Pirelli turns over a new lens
Residents of Rio de Janeiro show off their Capoeira moves during the shoot for Pirelli’s 40th calendar, a departure from its earlier calendar styles. Pictures: Steve McCurry, from the Pirelli: Calendar 2013
Pirelli, the world’s most sought-after photo calendar, has done it differently for 2013. A war photographer has captured the beauty of strong women in a vibrant city, writes Percy Mabandu
The 2013 edition of the Pirelli calendar takes the annual picture project beyond just images of women in a state of partial or total undress.
The illustrious almanac hit the milestone of its 40th year, so it’s fitting Pirelli sought to explore motifs outside their idiosyncratic images of denuded girls – albeit an enjoyable legacy. To chart this unusual thematic course, the premium tyre company enlisted the lens of celebrated American war photographer Steve McCurry.
He shot to global fame on the back of his iconic picture of Sharbat Gula, the “Afghan girl” who became the cover of the National Geographic magazine of June 1985.
Gula was a refugee child in Afghanistan during the civil war, which preceded the Soviet invasion of that country. McCurry went there as a young freelance photographer and captured the image, which won him many accolades, including the 1984 Magazine Photographer of the Year Award.
While creating an enduring symbol of both the Afghan conflict in the 1980s and the refugee situation worldwide, McCurry defined his unique visual vocabulary as a photographer with that photo. He still manages to foreground the human element as an important ingredient of the stories he tells with his camera.
It’s a touch he carries through into the body of work he makes for this Pirelli calendar project. The magic of McCurry’s images in this collection is elucidated well by novelist Paul Theroux, who wrote the calendar’s accompanying text and gave an address at the launch.
“It is not otherworldly, witchy weirdness, but rather an illumination of the everyday, when familiar things look marvellous. Streets and city walls and skies, in a startling derangement, begin to take on the irrationality of a dream,” he says.

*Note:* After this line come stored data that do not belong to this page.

//! # Operations
//!
//! The closed vocabulary of atomic, replayable document edits.
//!
//! ## Design Principles
//!
//! 1. **Closed sum**: six fixed kinds, exhaustively matched everywhere they
//!    are interpreted. Selection changes and whole-value replacement are not
//!    operations at all (see `EditorChange`); they can never reach the wire.
//! 2. **Replayable**: an operation carries its target path, offsets, and
//!    payload, enough to apply deterministically against an equivalent
//!    document on a remote peer.
//! 3. **Invertible**: every operation's inverse is computable against the
//!    document state it is about to be applied to, which is what the
//!    undo/redo history is built on.
//!
//! ## Semantics
//!
//! - `InsertText` / `RemoveText`: char-offset edits within one run.
//!   `RemoveText` carries the removed text for inversion; apply validates
//!   offsets only.
//! - `SplitNode` / `MergeNode`: block splits at a run index, run splits at a
//!   char offset; merge folds a node into its previous sibling. Merging node
//!   0 fails, which is what preserves the non-empty document invariant.
//! - `SetNode`: retags a block. Runs carry no settable properties (their
//!   decorations are derived), so inline targets are rejected.
//! - `MoveNode`: same-depth relocation; destination index interpreted after
//!   removal and clamped.

use serde::{Deserialize, Serialize};
use thiserror::Error;

use crate::document::{BlockKind, Document, InlinePath, NodePath};

/// Failure to apply an operation to the current document structure.
///
/// These are desynchronization signals: the peer that produced the operation
/// sees a different document shape. They must be surfaced, never dropped.
#[derive(Error, Debug, Clone, PartialEq, Eq)]
pub enum ApplyError {
    #[error("no node at path {0}")]
    InvalidPath(NodePath),

    #[error("offset {offset} exceeds length {len} at {path}")]
    OffsetOutOfRange {
        path: NodePath,
        offset: usize,
        len: usize,
    },

    #[error("invalid structure: {0}")]
    InvalidStructure(String),
}

/// One atomic edit to the document.
#[derive(Debug, Clone, PartialEq, Serialize, Deserialize)]
#[serde(tag = "type", rename_all = "snake_case")]
pub enum Operation {
    /// Insert `text` at a char offset within one run.
    InsertText {
        at: InlinePath,
        offset: usize,
        text: String,
    },

    /// Remove the given text at a char offset within one run.
    RemoveText {
        at: InlinePath,
        offset: usize,
        text: String,
    },

    /// Split a node into two siblings. For a block, `position` is a run
    /// index; for a run, a char offset.
    SplitNode { at: NodePath, position: usize },

    /// Merge the node at `at` into its previous sibling. `position` records
    /// the previous sibling's length at merge time (run count for blocks,
    /// char count for runs); it is carried for inversion, not validated.
    MergeNode { at: NodePath, position: usize },

    /// Retag a block.
    SetNode { at: NodePath, kind: BlockKind },

    /// Relocate a node to a same-depth position.
    MoveNode { from: NodePath, to: NodePath },
}

impl Operation {
    /// Apply this operation to a document.
    pub(crate) fn apply_to(&self, doc: &mut Document) -> Result<(), ApplyError> {
        match self {
            Operation::InsertText { at, offset, text } => {
                let run = doc
                    .run_mut(*at)
                    .ok_or(ApplyError::InvalidPath(NodePath::Inline(*at)))?;
                let len = run.char_len();
                run.insert_at(*offset, text)
                    .ok_or(ApplyError::OffsetOutOfRange {
                        path: NodePath::Inline(*at),
                        offset: *offset,
                        len,
                    })
            }

            Operation::RemoveText { at, offset, text } => {
                let run = doc
                    .run_mut(*at)
                    .ok_or(ApplyError::InvalidPath(NodePath::Inline(*at)))?;
                let len = run.char_len();
                let count = text.chars().count();
                run.remove_range(*offset, count)
                    .map(|_| ())
                    .ok_or(ApplyError::OffsetOutOfRange {
                        path: NodePath::Inline(*at),
                        offset: *offset + count,
                        len,
                    })
            }

            Operation::SplitNode { at, position } => match at {
                NodePath::Block(i) => doc.split_block(*i, *position),
                NodePath::Inline(p) => doc.split_run(*p, *position),
            },

            Operation::MergeNode { at, .. } => match at {
                NodePath::Block(i) => doc.merge_block(*i),
                NodePath::Inline(p) => doc.merge_run(*p),
            },

            Operation::SetNode { at, kind } => match at {
                NodePath::Block(i) => {
                    let block = doc
                        .block_mut(*i)
                        .ok_or(ApplyError::InvalidPath(NodePath::Block(*i)))?;
                    block.set_kind(*kind);
                    Ok(())
                }
                NodePath::Inline(_) => Err(ApplyError::InvalidStructure(
                    "text runs carry no settable properties".into(),
                )),
            },

            Operation::MoveNode { from, to } => doc.move_node(*from, *to),
        }
    }

    /// Compute the operation that undoes this one, evaluated against the
    /// document state this operation is about to be applied to.
    pub fn inverse(&self, doc: &Document) -> Result<Operation, ApplyError> {
        match self {
            Operation::InsertText { at, offset, text } => Ok(Operation::RemoveText {
                at: *at,
                offset: *offset,
                text: text.clone(),
            }),

            Operation::RemoveText { at, offset, text } => Ok(Operation::InsertText {
                at: *at,
                offset: *offset,
                text: text.clone(),
            }),

            Operation::SplitNode { at, position } => {
                let merge_at = match at {
                    NodePath::Block(i) => NodePath::Block(i + 1),
                    NodePath::Inline(p) => NodePath::Inline(InlinePath::new(p.block, p.run + 1)),
                };
                Ok(Operation::MergeNode {
                    at: merge_at,
                    position: *position,
                })
            }

            Operation::MergeNode { at, .. } => match at {
                NodePath::Block(i) => {
                    if *i == 0 {
                        return Err(ApplyError::InvalidStructure(
                            "block 0 has no previous sibling to merge into".into(),
                        ));
                    }
                    let prev = doc
                        .block(i - 1)
                        .ok_or(ApplyError::InvalidPath(NodePath::Block(i - 1)))?;
                    Ok(Operation::SplitNode {
                        at: NodePath::Block(i - 1),
                        position: prev.runs().len(),
                    })
                }
                NodePath::Inline(p) => {
                    if p.run == 0 {
                        return Err(ApplyError::InvalidStructure(format!(
                            "run {} has no previous sibling to merge into",
                            NodePath::Inline(*p)
                        )));
                    }
                    let prev_path = InlinePath::new(p.block, p.run - 1);
                    let prev = doc
                        .run(prev_path)
                        .ok_or(ApplyError::InvalidPath(NodePath::Inline(prev_path)))?;
                    Ok(Operation::SplitNode {
                        at: NodePath::Inline(prev_path),
                        position: prev.char_len(),
                    })
                }
            },

            Operation::SetNode { at, .. } => match at {
                NodePath::Block(i) => {
                    let block = doc
                        .block(*i)
                        .ok_or(ApplyError::InvalidPath(NodePath::Block(*i)))?;
                    Ok(Operation::SetNode {
                        at: *at,
                        kind: block.kind(),
                    })
                }
                NodePath::Inline(_) => Err(ApplyError::InvalidStructure(
                    "text runs carry no settable properties".into(),
                )),
            },

            Operation::MoveNode { from, to } => {
                let effective = match (from, to) {
                    (NodePath::Block(i), NodePath::Block(j)) => {
                        if *i >= doc.blocks().len() {
                            return Err(ApplyError::InvalidPath(*from));
                        }
                        NodePath::Block((*j).min(doc.blocks().len() - 1))
                    }
                    (NodePath::Inline(src), NodePath::Inline(dst)) => {
                        let dest = doc
                            .block(dst.block)
                            .ok_or(ApplyError::InvalidPath(*to))?;
                        let mut dest_len = dest.runs().len();
                        if src.block == dst.block {
                            dest_len -= 1;
                        }
                        NodePath::Inline(InlinePath::new(dst.block, dst.run.min(dest_len)))
                    }
                    _ => {
                        return Err(ApplyError::InvalidStructure(
                            "move endpoints must address the same depth".into(),
                        ))
                    }
                };
                Ok(Operation::MoveNode {
                    from: effective,
                    to: *from,
                })
            }
        }
    }
}
//! # Sync Channel
//!
//! Per-document state machine over a [`Transport`]:
//!
//! ```text
//! Disconnected → Connecting → Joined → Disconnected
//! ```
//!
//! On entering `Joined` the channel requests the authoritative snapshot;
//! while `Joined` it pushes non-empty local batches out and turns inbound
//! wire messages into typed [`ChannelEvent`]s. The channel does not
//! resequence or deduplicate — FIFO per direction is the transport's
//! contract. Teardown must be explicit: a channel dropped while still
//! joined is a leaked remote participant and is logged as such.

use thiserror::Error;

use coscribe_editor::{Document, Operation};

use crate::transport::{
    ClientMessage, DocumentId, ServerMessage, SessionId, Transport, TransportError,
};

#[derive(Debug, Clone, Copy, PartialEq, Eq)]
pub enum ChannelState {
    Disconnected,
    Connecting,
    Joined,
}

/// Decoded inbound traffic.
#[derive(Debug, Clone, PartialEq)]
pub enum ChannelEvent {
    /// Authoritative snapshot; install wholesale, never re-broadcast.
    Loaded(Document),
    /// One peer operation to replay.
    Remote(Operation),
}

#[derive(Error, Debug)]
pub enum ChannelError {
    #[error("channel is not joined")]
    NotJoined,

    #[error(transparent)]
    Transport(#[from] TransportError),
}

pub struct SyncChannel {
    document_id: DocumentId,
    session_id: SessionId,
    state: ChannelState,
    transport: Box<dyn Transport>,
}

impl SyncChannel {
    /// Connect and join the document: transitions through `Connecting` and
    /// requests the snapshot on entering `Joined`.
    pub async fn join(
        document_id: DocumentId,
        session_id: SessionId,
        transport: Box<dyn Transport>,
    ) -> Result<Self, ChannelError> {
        let mut channel = Self {
            document_id,
            session_id,
            state: ChannelState::Connecting,
            transport,
        };
        channel.state = ChannelState::Joined;
        channel.transport.send(ClientMessage::GetDocument).await?;
        tracing::debug!(document = %document_id, session = %session_id, "channel joined");
        Ok(channel)
    }

    pub fn state(&self) -> ChannelState {
        self.state
    }

    pub fn document_id(&self) -> DocumentId {
        self.document_id
    }

    pub fn session_id(&self) -> SessionId {
        self.session_id
    }

    /// Push one local batch to the peer set. Empty batches are suppressed
    /// here as well as at the session: idle typing states (selection moves)
    /// must keep the wire quiet.
    pub async fn send_changes(&mut self, batch: &[Operation]) -> Result<(), ChannelError> {
        if self.state != ChannelState::Joined {
            return Err(ChannelError::NotJoined);
        }
        if batch.is_empty() {
            tracing::debug!(document = %self.document_id, "suppressing empty batch");
            return Ok(());
        }
        let payload = serde_json::to_string(batch).expect("operation serialization cannot fail");
        self.transport
            .send(ClientMessage::SendChanges { payload })
            .await?;
        Ok(())
    }

    /// Re-request the snapshot (desync recovery / rejoin).
    pub async fn request_document(&mut self) -> Result<(), ChannelError> {
        if self.state != ChannelState::Joined {
            return Err(ChannelError::NotJoined);
        }
        self.transport.send(ClientMessage::GetDocument).await?;
        Ok(())
    }

    /// Next inbound event. `None` means the transport is gone. Undecodable
    /// payloads are logged and skipped; the transport is trusted for
    /// framing, not for content.
    pub async fn recv(&mut self) -> Option<ChannelEvent> {
        loop {
            let message = self.transport.recv().await?;
            match message {
                ServerMessage::LoadDocument { payload, version } => {
                    match serde_json::from_str::<Document>(&payload) {
                        Ok(document) => {
                            tracing::debug!(
                                document = %self.document_id,
                                version,
                                "snapshot received"
                            );
                            return Some(ChannelEvent::Loaded(document));
                        }
                        Err(error) => {
                            tracing::error!(
                                document = %self.document_id,
                                %error,
                                "undecodable snapshot skipped"
                            );
                        }
                    }
                }
                ServerMessage::ReceiveChanges { payload } => {
                    match serde_json::from_str::<Operation>(&payload) {
                        Ok(op) => return Some(ChannelEvent::Remote(op)),
                        Err(error) => {
                            tracing::error!(
                                document = %self.document_id,
                                %error,
                                "undecodable operation skipped"
                            );
                        }
                    }
                }
            }
        }
    }

    /// Explicit teardown; releases the transport's remote participant slot.
    pub async fn disconnect(&mut self) {
        if self.state == ChannelState::Joined {
            self.transport.close().await;
            self.state = ChannelState::Disconnected;
            tracing::debug!(document = %self.document_id, session = %self.session_id, "channel disconnected");
        }
    }
}

impl Drop for SyncChannel {
    fn drop(&mut self) {
        if self.state == ChannelState::Joined {
            tracing::warn!(
                document = %self.document_id,
                session = %self.session_id,
                "sync channel dropped while joined; call disconnect() on teardown"
            );
        }
    }
}

#[cfg(test)]
mod tests {
    use super::*;
    use crate::hub::DocumentHub;
    use coscribe_editor::InlinePath;

    fn insert(text: &str) -> Operation {
        Operation::InsertText {
            at: InlinePath::new(0, 0),
            offset: 0,
            text: text.to_string(),
        }
    }

    async fn joined_channel(hub: &DocumentHub, id: DocumentId) -> SyncChannel {
        let session = SessionId::random();
        SyncChannel::join(id, session, Box::new(hub.connect(id, session)))
            .await
            .unwrap()
    }

    #[tokio::test]
    async fn test_join_requests_snapshot() {
        let hub = DocumentHub::new();
        let id = DocumentId::random();
        let mut channel = joined_channel(&hub, id).await;
        assert_eq!(channel.state(), ChannelState::Joined);

        let event = channel.recv().await.unwrap();
        assert!(matches!(event, ChannelEvent::Loaded(_)));
        channel.disconnect().await;
    }

    #[tokio::test]
    async fn test_empty_batch_is_never_transmitted() {
        let hub = DocumentHub::new();
        let id = DocumentId::random();
        let mut spectator = hub.subscribe(id);
        let mut channel = joined_channel(&hub, id).await;

        channel.send_changes(&[]).await.unwrap();
        assert!(spectator.try_recv().is_err());

        channel.send_changes(&[insert("x")]).await.unwrap();
        assert!(spectator.recv().await.is_ok());
        channel.disconnect().await;
    }

    #[tokio::test]
    async fn test_disconnected_channel_rejects_sends() {
        let hub = DocumentHub::new();
        let id = DocumentId::random();
        let mut channel = joined_channel(&hub, id).await;
        channel.disconnect().await;
        assert_eq!(channel.state(), ChannelState::Disconnected);
        assert!(matches!(
            channel.send_changes(&[insert("x")]).await,
            Err(ChannelError::NotJoined)
        ));
    }

    #[tokio::test]
    async fn test_remote_operations_are_decoded() {
        let hub = DocumentHub::new();
        let id = DocumentId::random();
        let mut channel = joined_channel(&hub, id).await;
        let ChannelEvent::Loaded(_) = channel.recv().await.unwrap() else {
            panic!("expected snapshot first");
        };

        hub.apply_and_broadcast(id, SessionId::random(), vec![insert("peer")]);
        let event = channel.recv().await.unwrap();
        assert!(
            matches!(event, ChannelEvent::Remote(Operation::InsertText { text, .. }) if text == "peer")
        );
        channel.disconnect().await;
    }
}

“Because you recognise certain objects – the dog, the chair, the window – the other elements are more startling: what is that blaze of light and what is that woman doing in the doorway? Tantalising and suggestive, bleeding with colour, the vision is given force through the visible presence of a power figure – in the case of these photographs, the beautiful woman, who dominates like a tropical priestess.”

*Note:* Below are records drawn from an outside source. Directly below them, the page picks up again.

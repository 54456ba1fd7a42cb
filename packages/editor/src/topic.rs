//! Topic extraction: the document's first line drives the article feed.

use crate::document::Document;

/// Plain-text content of the document's first block. Total: the non-empty
/// document invariant guarantees block 0 exists.
pub fn extract_topic(document: &Document) -> String {
    document.first_block().text()
}
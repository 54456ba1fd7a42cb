//! # Session
//!
//! The ownership binding of one client, one document ID, one live sync
//! channel, and one in-memory editor. A session is an explicitly owned
//! object with scoped acquire/release — spawned against a transport, torn
//! down by `shutdown` (or by dropping every handle), at which point the
//! channel is disconnected.
//!
//! All mutation flows through a single dispatch loop consuming typed
//! events — local commands and channel traffic, FIFO per source — so two
//! operations are never applied concurrently to the same editor. Local
//! batches are applied to the local editor before transmission; inbound
//! operations are applied in receipt order.
//!
//! A remote operation that fails to apply is a divergence signal: the
//! session logs it, stops applying anything further, and re-requests the
//! snapshot. Local edits arriving while desynchronized are dropped with a
//! warning; the snapshot wins.

use thiserror::Error;
use tokio::sync::{mpsc, oneshot, watch};
use tokio::task::JoinHandle;

use coscribe_editor::{extract_topic, Document, Editor, EditorChange, History};

use crate::channel::{ChannelError, ChannelEvent, SyncChannel};
use crate::transport::{DocumentId, SessionId, Transport};

/// Commands a client feeds into the dispatch loop. One `Edit` is one
/// logical edit event (one keystroke or composition), possibly carrying
/// several operations.
#[derive(Debug)]
pub enum SessionCommand {
    Edit(Vec<EditorChange>),
    Undo,
    Redo,
    Snapshot(oneshot::Sender<Document>),
    Shutdown,
}

#[derive(Error, Debug)]
#[error("session closed")]
pub struct SessionClosed;

/// Client-side handle; cheap to clone. Dropping every handle ends the
/// session.
#[derive(Clone)]
pub struct SessionHandle {
    session_id: SessionId,
    document_id: DocumentId,
    commands: mpsc::UnboundedSender<SessionCommand>,
    topic: watch::Receiver<String>,
}

impl SessionHandle {
    pub fn session_id(&self) -> SessionId {
        self.session_id
    }

    pub fn document_id(&self) -> DocumentId {
        self.document_id
    }

    /// Submit one logical edit batch.
    pub fn edit(&self, changes: Vec<EditorChange>) -> Result<(), SessionClosed> {
        self.commands
            .send(SessionCommand::Edit(changes))
            .map_err(|_| SessionClosed)
    }

    pub fn undo(&self) -> Result<(), SessionClosed> {
        self.commands
            .send(SessionCommand::Undo)
            .map_err(|_| SessionClosed)
    }

    pub fn redo(&self) -> Result<(), SessionClosed> {
        self.commands
            .send(SessionCommand::Redo)
            .map_err(|_| SessionClosed)
    }

    /// Current document state, as of all events dispatched so far.
    pub async fn snapshot(&self) -> Result<Document, SessionClosed> {
        let (tx, rx) = oneshot::channel();
        self.commands
            .send(SessionCommand::Snapshot(tx))
            .map_err(|_| SessionClosed)?;
        rx.await.map_err(|_| SessionClosed)
    }

    /// Topic stream: the first block's text, updated only when its value
    /// actually changes.
    pub fn topic(&self) -> watch::Receiver<String> {
        self.topic.clone()
    }

    pub fn shutdown(&self) {
        let _ = self.commands.send(SessionCommand::Shutdown);
    }
}

pub struct Session {
    editor: Editor,
    history: History,
    channel: SyncChannel,
    commands: mpsc::UnboundedReceiver<SessionCommand>,
    topic_tx: watch::Sender<String>,
    desynced: bool,
}

impl Session {
    /// Join the document over the given transport and spawn the dispatch
    /// loop.
    pub async fn spawn(
        document_id: DocumentId,
        session_id: SessionId,
        transport: Box<dyn Transport>,
    ) -> Result<(SessionHandle, JoinHandle<()>), ChannelError> {
        let (session, handle) = Session::create(document_id, session_id, transport).await?;
        let join = tokio::spawn(session.run());
        Ok((handle, join))
    }

    async fn create(
        document_id: DocumentId,
        session_id: SessionId,
        transport: Box<dyn Transport>,
    ) -> Result<(Session, SessionHandle), ChannelError> {
        let channel = SyncChannel::join(document_id, session_id, transport).await?;
        let (commands_tx, commands_rx) = mpsc::unbounded_channel();
        let (topic_tx, topic_rx) = watch::channel(String::new());
        let session = Session {
            editor: Editor::new(),
            history: History::new(),
            channel,
            commands: commands_rx,
            topic_tx,
            desynced: false,
        };
        let handle = SessionHandle {
            session_id,
            document_id,
            commands: commands_tx,
            topic: topic_rx,
        };
        Ok((session, handle))
    }

    async fn run(mut self) {
        loop {
            tokio::select! {
                command = self.commands.recv() => match command {
                    None | Some(SessionCommand::Shutdown) => break,
                    Some(command) => self.dispatch_command(command).await,
                },
                event = self.channel.recv() => match event {
                    Some(event) => self.dispatch_channel(event).await,
                    None => {
                        tracing::warn!(
                            document = %self.channel.document_id(),
                            "transport closed; ending session"
                        );
                        break;
                    }
                },
            }
        }
        self.channel.disconnect().await;
    }

    async fn dispatch_command(&mut self, command: SessionCommand) {
        match command {
            SessionCommand::Edit(changes) => self.handle_edit(changes).await,
            SessionCommand::Undo => {
                if let Some(ops) = self.history.undo() {
                    self.apply_history_batch(ops).await;
                }
            }
            SessionCommand::Redo => {
                if let Some(ops) = self.history.redo() {
                    self.apply_history_batch(ops).await;
                }
            }
            SessionCommand::Snapshot(reply) => {
                let _ = reply.send(self.editor.document().clone());
            }
            SessionCommand::Shutdown => unreachable!("handled by the run loop"),
        }
    }

    async fn handle_edit(&mut self, changes: Vec<EditorChange>) {
        if self.desynced {
            tracing::warn!(
                document = %self.channel.document_id(),
                "dropping local edit while awaiting resync"
            );
            return;
        }
        let before = self.editor.document().clone();
        match self.editor.record_batch(changes) {
            Ok(batch) => {
                if let Err(error) = self.history.record(&batch, &before) {
                    tracing::error!(%error, "failed to record batch in history");
                }
                self.transmit(&batch).await;
                self.refresh_topic();
            }
            Err(error) => {
                tracing::error!(
                    document = %self.channel.document_id(),
                    %error,
                    "local batch failed to apply; resynchronizing"
                );
                self.resync().await;
            }
        }
    }

    /// Apply an undo/redo batch: recorded and transmitted like any local
    /// edit, but never re-entered into the history.
    async fn apply_history_batch(&mut self, ops: Vec<coscribe_editor::Operation>) {
        if self.desynced {
            return;
        }
        let changes: Vec<EditorChange> = ops.into_iter().map(EditorChange::Edit).collect();
        match self.editor.record_batch(changes) {
            Ok(batch) => {
                self.transmit(&batch).await;
                self.refresh_topic();
            }
            Err(error) => {
                tracing::error!(
                    document = %self.channel.document_id(),
                    %error,
                    "history batch failed to apply; resynchronizing"
                );
                self.resync().await;
            }
        }
    }

    async fn transmit(&mut self, batch: &[coscribe_editor::Operation]) {
        if batch.is_empty() {
            return;
        }
        if let Err(error) = self.channel.send_changes(batch).await {
            tracing::error!(
                document = %self.channel.document_id(),
                %error,
                "failed to transmit batch"
            );
        }
    }

    async fn dispatch_channel(&mut self, event: ChannelEvent) {
        match event {
            ChannelEvent::Loaded(document) => {
                self.editor.load(document);
                self.history.clear();
                self.desynced = false;
                self.refresh_topic();
            }
            ChannelEvent::Remote(op) => {
                if self.desynced {
                    tracing::debug!("dropping remote operation while awaiting resync");
                    return;
                }
                match self.editor.apply_remote(&op) {
                    Ok(()) => self.refresh_topic(),
                    Err(error) => {
                        tracing::error!(
                            document = %self.channel.document_id(),
                            %error,
                            "remote operation does not apply; document divergence detected"
                        );
                        self.resync().await;
                    }
                }
            }
        }
    }

    async fn resync(&mut self) {
        self.desynced = true;
        if let Err(error) = self.channel.request_document().await {
            tracing::error!(%error, "failed to request snapshot for resync");
        }
    }

    fn refresh_topic(&self) {
        let topic = extract_topic(self.editor.document());
        self.topic_tx.send_if_modified(|current| {
            if *current != topic {
                *current = topic;
                true
            } else {
                false
            }
        });
    }
}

McCurry has chosen to tell myriad tales through images of graffiti and ordinary people, as well as a combination of this year’s models. They are united by common commitment to foundations, humanitarian projects and non-governmental organisations.
This weaves intersecting threads that connect with his usual war and humanitarian themes, albeit unusual in the Pirelli calendar narrative. McCurry’s choice of models is a commendable ploy to showcase the various causes championed by these women.

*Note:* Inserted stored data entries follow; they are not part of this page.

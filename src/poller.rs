//! Periodic GitHub polling with change detection.
//!
//! The [`Poller`] fetches both pull request listings every interval, records
//! the attempt on the timestamp channel and, when either collection's version
//! keys moved, hands a snapshot of both to the consumer.

use std::time::Duration;

use chrono::{DateTime, Local};
use tokio::sync::Mutex;
use tokio_util::sync::CancellationToken;
use tracing::{debug, error, info, warn};

use crate::change_checker::KeyCheckerKind;
use crate::collection::PullRequestCollection;
use crate::config::Config;
use crate::github_client::{GithubClient, IssueFilter, PullRequestSource, PullRequestSummary};
use crate::notify::{PollerNotificationChannels, PullRequestSnapshot, RendezvousSender};
use crate::types::PollerError;

/// Both collections, guarded together so they are always updated and read as
/// a pair.
struct PollerState {
    assigned: PullRequestCollection,
    created: PullRequestCollection,
    last_polled: DateTime<Local>,
}

impl PollerState {
    fn snapshot(&self) -> PullRequestSnapshot {
        PullRequestSnapshot {
            assigned: self.assigned.items(),
            created: self.created.items(),
        }
    }
}

enum TickOutcome {
    Completed,
    Stopped,
}

pub struct Poller {
    source: Box<dyn PullRequestSource>,
    cancel: CancellationToken,
    interval: Duration,
    max_consecutive_failures: u32,
    username: String,
    state: Mutex<PollerState>,
}

impl Poller {
    /// Authenticate against GitHub and perform the initial fetch. The returned
    /// poller is fully populated but idle until [`Poller::poll`] is called.
    pub async fn connect(
        token: &str,
        interval: Duration,
        cancel: CancellationToken,
        config: &Config,
    ) -> Result<Self, PollerError> {
        let client = GithubClient::new(config, token)?;
        let poller = Self::with_source(Box::new(client), interval, cancel).await?;
        Ok(poller.with_max_consecutive_failures(config.max_consecutive_failures))
    }

    /// Same as [`Poller::connect`] for any pull request source.
    pub async fn with_source(
        source: Box<dyn PullRequestSource>,
        interval: Duration,
        cancel: CancellationToken,
    ) -> Result<Self, PollerError> {
        Self::with_source_and_checker(source, interval, cancel, None).await
    }

    pub async fn with_source_and_checker(
        source: Box<dyn PullRequestSource>,
        interval: Duration,
        cancel: CancellationToken,
        checker: Option<KeyCheckerKind>,
    ) -> Result<Self, PollerError> {
        let username = source.current_user().await?;
        let (assigned, created) = fetch_both(source.as_ref()).await?;

        info!(
            user = %username,
            assigned = assigned.len(),
            created = created.len(),
            "Initial pull request fetch complete"
        );

        Ok(Self {
            source,
            cancel,
            interval,
            max_consecutive_failures: 1,
            username,
            state: Mutex::new(PollerState {
                assigned: PullRequestCollection::with_checker(assigned, checker),
                created: PullRequestCollection::with_checker(created, checker),
                last_polled: Local::now(),
            }),
        })
    }

    /// Number of failed ticks in a row tolerated before [`Poller::poll`]
    /// gives up and returns the error. Zero behaves like one.
    pub fn with_max_consecutive_failures(mut self, limit: u32) -> Self {
        self.max_consecutive_failures = limit.max(1);
        self
    }

    pub fn username(&self) -> &str {
        &self.username
    }

    pub async fn last_polled(&self) -> DateTime<Local> {
        self.state.lock().await.last_polled
    }

    /// Consistent view of both collections.
    pub async fn snapshot(&self) -> PullRequestSnapshot {
        self.state.lock().await.snapshot()
    }

    /// Poll every interval until the cancellation token fires or the consumer
    /// drops its receivers. Returns an error only after too many consecutive
    /// failed ticks.
    pub async fn poll(&self, channels: PollerNotificationChannels) -> Result<(), PollerError> {
        let mut failures = 0u32;

        loop {
            tokio::select! {
                biased;
                _ = self.cancel.cancelled() => {
                    info!("Polling cancelled");
                    return Ok(());
                }
                _ = tokio::time::sleep(self.interval) => {}
            }

            match self.tick(&channels).await {
                Ok(TickOutcome::Completed) => failures = 0,
                Ok(TickOutcome::Stopped) => return Ok(()),
                Err(err) => {
                    failures += 1;
                    if failures >= self.max_consecutive_failures {
                        error!(error = ?err, failures, "Giving up on polling GitHub");
                        return Err(err);
                    }
                    warn!(error = ?err, failures, "Poll failed, retrying next interval");
                }
            }
        }
    }

    async fn tick(&self, channels: &PollerNotificationChannels) -> Result<TickOutcome, PollerError> {
        // The fetch itself is not raced against cancellation.
        let (assigned, created) = fetch_both(self.source.as_ref()).await?;

        let polled_at = Local::now();
        if !self
            .notify(&channels.latest_poll_timestamp, polled_at)
            .await
        {
            return Ok(TickOutcome::Stopped);
        }

        let changed = {
            let mut state = self.state.lock().await;
            state.last_polled = polled_at;
            let assigned_changed = state.assigned.update(assigned);
            let created_changed = state.created.update(created);
            debug!(assigned_changed, created_changed, "Poll complete");
            (assigned_changed || created_changed).then(|| state.snapshot())
        };

        if let Some(snapshot) = changed {
            info!(
                assigned = snapshot.assigned.len(),
                created = snapshot.created.len(),
                "Pull requests changed"
            );
            if !self.notify(&channels.new_data_available, snapshot).await {
                return Ok(TickOutcome::Stopped);
            }
        }

        Ok(TickOutcome::Completed)
    }

    /// `false` when polling should stop: cancelled, or nobody is listening.
    async fn notify<T>(&self, tx: &RendezvousSender<T>, value: T) -> bool {
        tokio::select! {
            biased;
            _ = self.cancel.cancelled() => false,
            result = tx.send(value) => match result {
                Ok(()) => true,
                Err(err) => {
                    debug!(error = ?err, "Notification consumer gone, stopping poller");
                    false
                }
            },
        }
    }
}

async fn fetch_both(
    source: &dyn PullRequestSource,
) -> Result<(Vec<PullRequestSummary>, Vec<PullRequestSummary>), PollerError> {
    tokio::try_join!(
        source.fetch(IssueFilter::Assigned),
        source.fetch(IssueFilter::Created)
    )
}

The pictures were shot on the streets and in the favelas of Rio de Janeiro, Brazil, hence making it Pirelli’s third time there, following Patrick Demarchelier’s 2005 edition and Terry Richardson’s in 2010.
We are shown a tantalising image of a heavily pregnant, but undeniably beautiful, Adriana Lima. The supermodel stands with her back arched against a rocky wall with her hand holding up her hair atop her head, her life-carrying tummy exposed.
Her delicate skin and fertility contrast poetically with the dead and dark wall. McCurry, here, makes a case for the celebration of human vitality, and the simple pleasure of hope and birth. Lima works with former US president Bill Clinton’s global initiative programme in Haiti to support and develop that country’s economy.
Then there’s the picture of Brazilian beauty Sonia Braga, who is an advocate for children’s rights to receive a proper education. She is transformed into a priestess of sorts as she stands on an exterior stairway of an old building.
It could easily be a city hall, court or any official classical structure, but under McCurry’s lens, and through Braga’s figure, it becomes a temple. Dressed in purple, a sacred colour in Catholicism, she smiles brightly and stretches out her hands, as if to call her beloved children to her.
McCurry also gives us modern hieroglyphics, the ubiquitous graffiti that cover the streets of Rio, and groups of young people practising Capoeira in the Brazilian twilight.
Even the famously beautiful girls that populate the byways of this enchanting South American city have been summoned to uncover the bustling magic of McCurry’s Rio de Janeiro.